Hypothetical questions posed to a vocational expert must consider all of the claimant's limitations, Lewis v. Apfel, 236 F.3d 503, 517 (9th Cir. 2001), and "[t]he ALJ's depiction of the claimant's disability must be accurate, detailed, and supported by the medical record." Tackett, 180 F.3d at 1101. Here, the ALJ asked vocational expert Sandra Fioretti the following hypothetical question:
[A]ssume an individual of the same age, education and work experience as the claimant. . . . I want you to assume an individual with the following [RFC] based -- exertionally at sedentary, posturally this person is able to climb ramps and stairs occasionally, but not ladders, scaffolds or ropes, occasionally able to balance. Now, in terms of bending, stooping and crouching -- no repetitive motions . . . on either of those -- accumulation can be occasionally up to a third of the day. Kneeling less than occasionally. Crawling -- no crawling. And no walking on uneven terrain. Environmentally -- avoid all exposure to excessive vibration, avoid all exposure to dangerous or fast moving machinery and unprotected heights. Mentally . . . non-public tasks. . . . Limited contact with other workers, which means according to the medical expert, working independently or with one or two co-workers. . . . Based on these circumstances[,] . . . could this hypothetical person perform any other work in the regional or in the national economy?
A.R. 492-93. The vocational expert responded that such a person could work as a buttons and notions assembler (Dictionary of Occupational Titles ("DOT")*fn7 no. 734.687-018), with 900 job positions regionally and 12,000 nationally, an optical assembler (DOT no. 713.687-018), with 600 job positions regionally and 4,800 nationally, or an agricultural sorter (DOT no. 521.687-086), with 450 job positions regionally and 5,000 nationally. A.R. 493-94.

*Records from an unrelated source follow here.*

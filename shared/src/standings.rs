use crate::model::{Member, points_unit};
use crate::rank::RankMap;
use crate::theme::{ColorTheme, Podium, resolve_theme};

/// Everything the members list renders for one member.
#[derive(Debug, Clone, PartialEq)]
pub struct MemberCard {
    /// Position in the snapshot; stable key for list rendering.
    pub position: usize,
    pub name: String,
    pub initial: char,
    pub category: String,
    pub roles: Vec<String>,
    pub points: i64,
    pub unit: &'static str,
    pub podium: Option<Podium>,
    pub theme: &'static ColorTheme,
}

impl MemberCard {
    /// `ranks` must be built from the full member list, not a filtered view,
    /// so podium places do not shift while searching.
    pub fn new(position: usize, member: &Member, ranks: &RankMap) -> Self {
        let podium_rank = ranks.podium_rank(member.points);
        Self {
            position,
            name: member.display_name(),
            initial: member.initial(),
            category: member.category.clone(),
            roles: member.roles.clone(),
            points: member.points,
            unit: points_unit(member.points),
            podium: podium_rank.and_then(Podium::from_rank),
            theme: resolve_theme(&member.category_key(), podium_rank),
        }
    }

    pub fn medal(&self) -> Option<&'static str> {
        self.podium.map(Podium::medal)
    }
}

#[cfg(test)]
mod tests {
    use super::MemberCard;
    use crate::model::Member;
    use crate::rank::RankMap;
    use crate::search::filter_members;
    use crate::theme::{Category, DEFAULT_THEME, Podium};

    fn member(first: &str, category: &str, points: i64) -> Member {
        Member {
            first_name: first.into(),
            last_name: "Doe".into(),
            category: category.into(),
            points,
            roles: vec![],
        }
    }

    #[test]
    fn podium_members_get_medals_and_podium_theme() {
        let members = vec![
            member("Ann", "Gold", 50),
            member("Bea", "Eta", 50),
            member("Cam", "Eta", 30),
            member("Dee", "Eta", 20),
            member("Eli", "Eta", 10),
        ];
        let ranks = RankMap::from_members(&members);
        let cards: Vec<_> = members
            .iter()
            .enumerate()
            .map(|(idx, m)| MemberCard::new(idx, m, &ranks))
            .collect();

        assert_eq!(cards[0].podium, Some(Podium::First));
        assert_eq!(cards[1].podium, Some(Podium::First));
        assert_eq!(cards[1].theme, Podium::First.theme());
        assert_eq!(cards[2].medal(), Some(Podium::Second.medal()));
        assert_eq!(cards[3].podium, Some(Podium::Third));
        assert_eq!(cards[4].podium, None);
        assert_eq!(cards[4].theme, Category::Eta.theme());
    }

    #[test]
    fn unknown_category_uses_default_theme() {
        let members = vec![
            member("Ann", "", 50),
            member("Bo", "Mystery", 1),
            member("Cy", "", 2),
            member("Di", "", 3),
        ];
        let ranks = RankMap::from_members(&members);
        let card = MemberCard::new(1, &members[1], &ranks);
        assert_eq!(card.podium, None);
        assert_eq!(card.theme, &DEFAULT_THEME);
        assert_eq!(card.unit, "point");
        assert_eq!(card.initial, 'B');
    }

    #[test]
    fn filtering_does_not_change_ranks() {
        let members = vec![member("Ann", "gold", 50), member("Bob", "gold", 30)];
        let ranks = RankMap::from_members(&members);
        let found = filter_members(&members, "bob");
        let card = MemberCard::new(found[0].0, found[0].1, &ranks);
        assert_eq!(card.position, 1);
        assert_eq!(card.podium, Some(Podium::Second));
    }
}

The plaintiff contends, however, that the hypothetical question to the vocational expert "fails to set out all of [her] particular limitations and restrictions" as identified by Drs. Ebro and Adeyemo. Jt. Stip. at 14:20-15:19, 16:21-25. Since the ALJ's rejection of Dr. Ebro's opinion is supported by substantial evidence, those limitations need not be included in a hypothetical question to the vocational expert. Rollins v. Massanari, 261 F.3d 853, 857 (9th Cir. 2001); Magallanes v. Bowen, 881 F.2d 747, 756-57 (9th Cir. 1989). Moreover, as discussed above, the hypothetical question to the vocational expert accommodates the limitations found by Dr. Adeyemo. Therefore, the vocational expert's testimony constitutes substantial evidence to support the ALJ's Step Five determination that plaintiff is not disabled. Stubbs-Danielson v. Astrue, 539 F.3d 1169, 1175-76 (9th Cir. 2008).
IT IS ORDERED that:
(1) plaintiff's request for relief is denied; and
(2) the Commissioner's decision is affirmed, and Judgment shall be entered in favor of defendant.